106 c.p.c., in cui una delle parti della controversia chiede di coinvolgere nell’accertamento anche una parte diversa da quelle originarie affinché questa non possa in futuro servirsi dell’eccezione di res inter alios acta. Ove queste parti abbiano partecipato al processo esse vengono considerate assoggettate
La cosa è essenzialmente diversa dalla vicenda in esame, nella quale a due distinte pretese esercitate nei confronti di due distinte parti, corrispondono – sciolto il cumulo iniziale – due separati giudizi ognuno dei quali ha, per definizione, un oggetto specifico inconfondibile con l’altro.
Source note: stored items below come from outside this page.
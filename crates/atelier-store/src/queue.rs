//! Production queue storage.

use crate::error::StoreError;
use atelier_commerce::error::CommerceError;
use atelier_commerce::ids::QueueItemId;
use atelier_commerce::production::ProductionQueueItem;
use dashmap::DashMap;

/// Production queue items keyed by item ID.
///
/// Mutations run under the per-entry lock. Delivered orders get their items
/// archived (kept for the audit trail, out of the active queue); cancelled
/// orders keep theirs in the queue, marked cancelled.
#[derive(Debug, Default)]
pub struct QueueStore {
    active: DashMap<QueueItemId, ProductionQueueItem>,
    archived: DashMap<QueueItemId, ProductionQueueItem>,
}

impl QueueStore {
    /// Create an empty store.
    pub fn new() -> Self {
        Self::default()
    }

    /// Insert a new queue item.
    pub fn insert(&self, item: ProductionQueueItem) {
        self.active.insert(item.id.clone(), item);
    }

    /// Read an active item.
    pub fn get(&self, id: &QueueItemId) -> Result<ProductionQueueItem, StoreError> {
        self.active
            .get(id)
            .map(|e| e.value().clone())
            .ok_or_else(|| StoreError::NotFound(id.to_string()))
    }

    /// Mutate one item under its entry lock.
    ///
    /// The closure's error aborts the mutation for this item only.
    pub fn with_item_mut<T>(
        &self,
        id: &QueueItemId,
        f: impl FnOnce(&mut ProductionQueueItem) -> Result<T, CommerceError>,
    ) -> Result<T, CommerceError> {
        match self.active.get_mut(id) {
            Some(mut entry) => f(entry.value_mut()),
            None => Err(CommerceError::QueueItemNotFound(id.to_string())),
        }
    }

    /// Active items for one order.
    pub fn items_for_order(&self, order_number: &str) -> Vec<ProductionQueueItem> {
        self.active
            .iter()
            .filter(|e| e.value().order_number == order_number)
            .map(|e| e.value().clone())
            .collect()
    }

    /// All active items, rush and high priority first.
    pub fn work_queue(&self) -> Vec<ProductionQueueItem> {
        let mut items: Vec<_> = self
            .active
            .iter()
            .filter(|e| !e.value().is_cancelled())
            .map(|e| e.value().clone())
            .collect();
        items.sort_by(|a, b| {
            b.priority
                .cmp(&a.priority)
                .then_with(|| a.created_at.cmp(&b.created_at))
        });
        items
    }

    /// Move an order's items out of the active queue into the archive.
    ///
    /// Returns how many items were archived.
    pub fn archive_for_order(&self, order_number: &str) -> usize {
        let ids: Vec<QueueItemId> = self
            .active
            .iter()
            .filter(|e| e.value().order_number == order_number)
            .map(|e| e.key().clone())
            .collect();
        let mut moved = 0;
        for id in ids {
            if let Some((id, item)) = self.active.remove(&id) {
                self.archived.insert(id, item);
                moved += 1;
            }
        }
        moved
    }

    /// Read an archived item.
    pub fn get_archived(&self, id: &QueueItemId) -> Option<ProductionQueueItem> {
        self.archived.get(id).map(|e| e.value().clone())
    }

    /// Number of active items.
    pub fn len(&self) -> usize {
        self.active.len()
    }

    /// Whether the active queue is empty.
    pub fn is_empty(&self) -> bool {
        self.active.is_empty()
    }
}
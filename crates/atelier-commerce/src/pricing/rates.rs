//! Rate card configuration for the pricing engine.

use crate::money::Money;
use crate::pricing::engine::{Complexity, Coverage, EmbroideryKind, FabricQuality};
use serde::{Deserialize, Serialize};

/// Configured rates the pricing engine prices against.
///
/// Multipliers are integer percents (100 = x1.0) so the whole multiplier
/// stack stays in integer math.
#[derive(Debug, Clone, Serialize, Deserialize, PartialEq)]
pub struct RateCard {
    /// Per-meter fabric rate, standard quality.
    pub fabric_standard_per_meter: Money,
    /// Per-meter fabric rate, premium quality.
    pub fabric_premium_per_meter: Money,
    /// Per-meter fabric rate, luxury quality.
    pub fabric_luxury_per_meter: Money,

    /// Base embroidery rate for thread work.
    pub embroidery_thread_base: Money,
    /// Base embroidery rate for zardozi work.
    pub embroidery_zardozi_base: Money,
    /// Base embroidery rate for sequin work.
    pub embroidery_sequin_base: Money,
    /// Base embroidery rate for mirror work.
    pub embroidery_mirror_base: Money,

    /// Complexity multiplier for simple work, in percent.
    pub complexity_simple_pct: i64,
    /// Complexity multiplier for moderate work, in percent.
    pub complexity_moderate_pct: i64,
    /// Complexity multiplier for intricate work, in percent.
    pub complexity_intricate_pct: i64,

    /// Coverage multiplier for minimal coverage, in percent.
    pub coverage_minimal_pct: i64,
    /// Coverage multiplier for medium coverage, in percent.
    pub coverage_medium_pct: i64,
    /// Coverage multiplier for heavy coverage, in percent.
    pub coverage_heavy_pct: i64,

    /// Flat rush fee, applied once per order.
    pub rush_fee: Money,
    /// Flat shipping fee per order.
    pub shipping_fee: Money,
}

impl RateCard {
    /// Per-meter rate for a fabric quality.
    pub fn fabric_rate(&self, quality: FabricQuality) -> Money {
        match quality {
            FabricQuality::Standard => self.fabric_standard_per_meter,
            FabricQuality::Premium => self.fabric_premium_per_meter,
            FabricQuality::Luxury => self.fabric_luxury_per_meter,
        }
    }

    /// Base rate for an embroidery kind.
    pub fn embroidery_base(&self, kind: EmbroideryKind) -> Money {
        match kind {
            EmbroideryKind::Thread => self.embroidery_thread_base,
            EmbroideryKind::Zardozi => self.embroidery_zardozi_base,
            EmbroideryKind::Sequin => self.embroidery_sequin_base,
            EmbroideryKind::Mirror => self.embroidery_mirror_base,
        }
    }

    /// Multiplier percent for a complexity level.
    pub fn complexity_pct(&self, complexity: Complexity) -> i64 {
        match complexity {
            Complexity::Simple => self.complexity_simple_pct,
            Complexity::Moderate => self.complexity_moderate_pct,
            Complexity::Intricate => self.complexity_intricate_pct,
        }
    }

    /// Multiplier percent for a coverage level.
    pub fn coverage_pct(&self, coverage: Coverage) -> i64 {
        match coverage {
            Coverage::Minimal => self.coverage_minimal_pct,
            Coverage::Medium => self.coverage_medium_pct,
            Coverage::Heavy => self.coverage_heavy_pct,
        }
    }
}

impl Default for RateCard {
    fn default() -> Self {
        Self {
            fabric_standard_per_meter: Money::new(45_000),
            fabric_premium_per_meter: Money::new(90_000),
            fabric_luxury_per_meter: Money::new(180_000),

            embroidery_thread_base: Money::new(80_000),
            embroidery_zardozi_base: Money::new(250_000),
            embroidery_sequin_base: Money::new(120_000),
            embroidery_mirror_base: Money::new(100_000),

            complexity_simple_pct: 100,
            complexity_moderate_pct: 150,
            complexity_intricate_pct: 220,

            coverage_minimal_pct: 100,
            coverage_medium_pct: 140,
            coverage_heavy_pct: 200,

            rush_fee: Money::new(150_000),
            shipping_fee: Money::new(9_900),
        }
    }
}
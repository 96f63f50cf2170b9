//! Store error types.

use thiserror::Error;

/// Errors that can occur in the persistence layer.
#[derive(Error, Debug, Clone, PartialEq)]
pub enum StoreError {
    /// Unknown key.
    #[error("Not found: {0}")]
    NotFound(String),

    /// Key already present on insert.
    #[error("Duplicate key: {0}")]
    Duplicate(String),

    /// Write attempted against a stale version.
    #[error("Version conflict: expected {expected}, found {actual}")]
    VersionConflict { expected: u64, actual: u64 },
}
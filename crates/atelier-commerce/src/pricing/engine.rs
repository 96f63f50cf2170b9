//! Per-line price computation.
//!
//! `price_line` is a pure function of its inputs: no I/O, no clock, no
//! catalog access. The caller snapshots the base price before calling.

use crate::error::CommerceError;
use crate::money::Money;
use crate::pricing::rates::RateCard;
use serde::{Deserialize, Serialize};

/// Fabric quality tiers for store-sourced fabric.
#[derive(Debug, Clone, Copy, PartialEq, Eq, Hash, Serialize, Deserialize)]
pub enum FabricQuality {
    Standard,
    Premium,
    Luxury,
}

impl FabricQuality {
    pub fn as_str(&self) -> &'static str {
        match self {
            FabricQuality::Standard => "standard",
            FabricQuality::Premium => "premium",
            FabricQuality::Luxury => "luxury",
        }
    }
}

/// Where the fabric comes from.
///
/// The tagged representation makes "customer-supplied fabric with a store
/// quality attached" unrepresentable; the contradiction is rejected once,
/// at the wire boundary in [`CustomizationInput::into_customization`].
#[derive(Debug, Clone, PartialEq, Serialize, Deserialize)]
pub enum FabricSource {
    /// Customer brings their own fabric; fabric cost is zero.
    CustomerSupplied,
    /// Store sources the fabric at the quality's per-meter rate.
    StoreSourced {
        quality: FabricQuality,
        /// Meters required, in hundredths (250 = 2.5 m).
        meters_hundredths: i64,
    },
}

/// Embroidery technique.
#[derive(Debug, Clone, Copy, PartialEq, Eq, Hash, Serialize, Deserialize)]
pub enum EmbroideryKind {
    Thread,
    Zardozi,
    Sequin,
    Mirror,
}

impl EmbroideryKind {
    pub fn as_str(&self) -> &'static str {
        match self {
            EmbroideryKind::Thread => "thread",
            EmbroideryKind::Zardozi => "zardozi",
            EmbroideryKind::Sequin => "sequin",
            EmbroideryKind::Mirror => "mirror",
        }
    }
}

/// Embroidery complexity axis.
#[derive(Debug, Clone, Copy, PartialEq, Eq, Hash, Serialize, Deserialize)]
pub enum Complexity {
    Simple,
    Moderate,
    Intricate,
}

/// Embroidery coverage axis.
#[derive(Debug, Clone, Copy, PartialEq, Eq, Hash, Serialize, Deserialize)]
pub enum Coverage {
    Minimal,
    Medium,
    Heavy,
}

/// A fully specified embroidery choice.
///
/// The three axes combine multiplicatively against the kind's base rate,
/// never additively, so heavily covered intricate work is never under-priced.
#[derive(Debug, Clone, PartialEq, Serialize, Deserialize)]
pub struct EmbroiderySpec {
    pub kind: EmbroideryKind,
    pub complexity: Complexity,
    pub coverage: Coverage,
}

/// A fixed-price add-on (lining, tassels, piping, ...).
#[derive(Debug, Clone, PartialEq, Serialize, Deserialize)]
pub struct AddOn {
    pub name: String,
    pub price: Money,
}

/// Validated customization choices for a custom-stitched line.
#[derive(Debug, Clone, PartialEq, Serialize, Deserialize)]
pub struct Customization {
    pub fabric: FabricSource,
    pub embroidery: Option<EmbroiderySpec>,
    pub add_ons: Vec<AddOn>,
}

/// Wire-shaped customization input with optional fields.
///
/// Converted into the typed [`Customization`] before pricing; conversion is
/// where contradictory or incomplete input is rejected.
#[derive(Debug, Clone, Default, PartialEq, Serialize, Deserialize)]
pub struct CustomizationInput {
    /// Customer supplies their own fabric.
    pub customer_fabric: bool,
    /// Store fabric quality (required unless customer_fabric).
    pub fabric_quality: Option<FabricQuality>,
    /// Meters required in hundredths (required unless customer_fabric).
    pub fabric_meters_hundredths: Option<i64>,
    /// Embroidery kind; None means no embroidery.
    pub embroidery_kind: Option<EmbroideryKind>,
    /// Embroidery complexity (required when a kind is set).
    pub embroidery_complexity: Option<Complexity>,
    /// Embroidery coverage (required when a kind is set).
    pub embroidery_coverage: Option<Coverage>,
    /// Fixed-price add-ons.
    pub add_ons: Vec<AddOn>,
}

impl CustomizationInput {
    /// Validate and convert into the typed representation.
    ///
    /// Rejects:
    /// - customer-supplied fabric combined with a quality or meters value
    /// - store-sourced fabric missing quality or meters, or non-positive meters
    /// - an embroidery kind missing either remaining axis
    pub fn into_customization(self) -> Result<Customization, CommerceError> {
        let fabric = if self.customer_fabric {
            if self.fabric_quality.is_some() || self.fabric_meters_hundredths.is_some() {
                return Err(CommerceError::FabricContradiction);
            }
            FabricSource::CustomerSupplied
        } else {
            let quality = self.fabric_quality.ok_or(CommerceError::MissingFabricDetail)?;
            let meters = self
                .fabric_meters_hundredths
                .ok_or(CommerceError::MissingFabricDetail)?;
            if meters <= 0 {
                return Err(CommerceError::Validation(format!(
                    "fabric meters must be positive, got {}",
                    meters
                )));
            }
            FabricSource::StoreSourced {
                quality,
                meters_hundredths: meters,
            }
        };

        let embroidery = match self.embroidery_kind {
            None => None,
            Some(kind) => {
                let complexity = self
                    .embroidery_complexity
                    .ok_or(CommerceError::MissingEmbroideryDetail("complexity"))?;
                let coverage = self
                    .embroidery_coverage
                    .ok_or(CommerceError::MissingEmbroideryDetail("coverage"))?;
                Some(EmbroiderySpec {
                    kind,
                    complexity,
                    coverage,
                })
            }
        };

        Ok(Customization {
            fabric,
            embroidery,
            add_ons: self.add_ons,
        })
    }
}

/// Input to the pricing function for one order line.
#[derive(Debug, Clone)]
pub struct PriceRequest<'a> {
    /// Quantity ordered.
    pub quantity: i64,
    /// Base price snapshotted from the catalog.
    pub base_price: Money,
    /// Customization choices; None for a standard (non-custom) line.
    pub customization: Option<&'a Customization>,
    /// Rush flag of the parent order.
    pub rush: bool,
}

/// Per-line price breakdown.
///
/// `rush_fee` is surfaced here for transparency but is not folded into
/// `line_total`; the order applies it once per order, not per line.
#[derive(Debug, Clone, Copy, PartialEq, Serialize, Deserialize, Default)]
pub struct LineQuote {
    pub base_price: Money,
    pub fabric_cost: Money,
    pub embroidery_cost: Money,
    pub add_ons_cost: Money,
    pub rush_fee: Money,
    pub line_total: Money,
}

impl LineQuote {
    /// Customization cost per unit (everything above the base price).
    pub fn customization_cost(&self) -> Money {
        self.fabric_cost + self.embroidery_cost + self.add_ons_cost
    }
}

/// Price one order line against the rate card.
///
/// Pure and deterministic. `line_total` is
/// `(base + fabric + embroidery + add-ons) * quantity`.
pub fn price_line(request: &PriceRequest<'_>, rates: &RateCard) -> Result<LineQuote, CommerceError> {
    if request.quantity <= 0 {
        return Err(CommerceError::InvalidQuantity(request.quantity));
    }

    let (fabric_cost, embroidery_cost, add_ons_cost) = match request.customization {
        None => (Money::zero(), Money::zero(), Money::zero()),
        Some(c) => (
            fabric_cost(&c.fabric, rates)?,
            embroidery_cost(c.embroidery.as_ref(), rates)?,
            Money::try_sum(c.add_ons.iter().map(|a| &a.price)).ok_or(CommerceError::Overflow)?,
        ),
    };

    let unit = request
        .base_price
        .try_add(&fabric_cost)
        .and_then(|m| m.try_add(&embroidery_cost))
        .and_then(|m| m.try_add(&add_ons_cost))
        .ok_or(CommerceError::Overflow)?;

    let line_total = unit
        .try_multiply(request.quantity)
        .ok_or(CommerceError::Overflow)?;

    let rush_fee = if request.rush {
        rates.rush_fee
    } else {
        Money::zero()
    };

    Ok(LineQuote {
        base_price: request.base_price,
        fabric_cost,
        embroidery_cost,
        add_ons_cost,
        rush_fee,
        line_total,
    })
}

fn fabric_cost(fabric: &FabricSource, rates: &RateCard) -> Result<Money, CommerceError> {
    match fabric {
        FabricSource::CustomerSupplied => Ok(Money::zero()),
        FabricSource::StoreSourced {
            quality,
            meters_hundredths,
        } => rates
            .fabric_rate(*quality)
            .try_scale(*meters_hundredths, 100)
            .ok_or(CommerceError::Overflow),
    }
}

fn embroidery_cost(
    embroidery: Option<&EmbroiderySpec>,
    rates: &RateCard,
) -> Result<Money, CommerceError> {
    match embroidery {
        None => Ok(Money::zero()),
        Some(spec) => {
            let base = rates.embroidery_base(spec.kind);
            let multiplier = rates.complexity_pct(spec.complexity) * rates.coverage_pct(spec.coverage);
            base.try_scale(multiplier, 100 * 100)
                .ok_or(CommerceError::Overflow)
        }
    }
}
Nelle ipotesi a cui si richiama la S. C., l’ampliamento dell’accertamento corrisponde ad una decisione della posizione altrui in quanto è stato possibile ravvisare una richiesta di deciderne, ancorché tale richiesta non abbia assunto le forme canoniche della domanda: il fenomeno è diverso, consistendo nella decisione (palese) di una domanda implicita, ma ragionevolmente enucleabile dalla posizione in concreto assunta della parte.
Nel nostro caso l’inestensibilità dell’accertamento di un determinato oggetto dipende invece dalla premessa che la sentenza non ha deciso su tale oggetto: il postulato è appunto che, nei successivi gradi di impugnazione della sentenza, il giudice ha conosciuto del comportamento dei soggetti del rapporto, ma non ne ha deciso: la riserva al primo giudice scaturente dalla separazione e dalla rimessione in istruttoria della causa non esclude infatti la trattazione del tema, ma nel senso precipuo di cognizione strumentale all’oggetto devoluto, mentre ne esclude la decidibilità, e, di conseguenza, la possibilità di fare stato. Quel che in altre parole si verifica è un caso esemplare di “mera cognizione incidenter tantum” in quanto opposto alla figura dell’accertamento incidentale.
Invocare formule è facile; ragionare è faticoso. E non è rassicurante scoprire che la Corte che dovrebbe garantire il rispetto delle regole del giusto processo manca della sensibilità per evitare che, di formula in formula, si arrivi a celebrare il giudicato a sorpresa.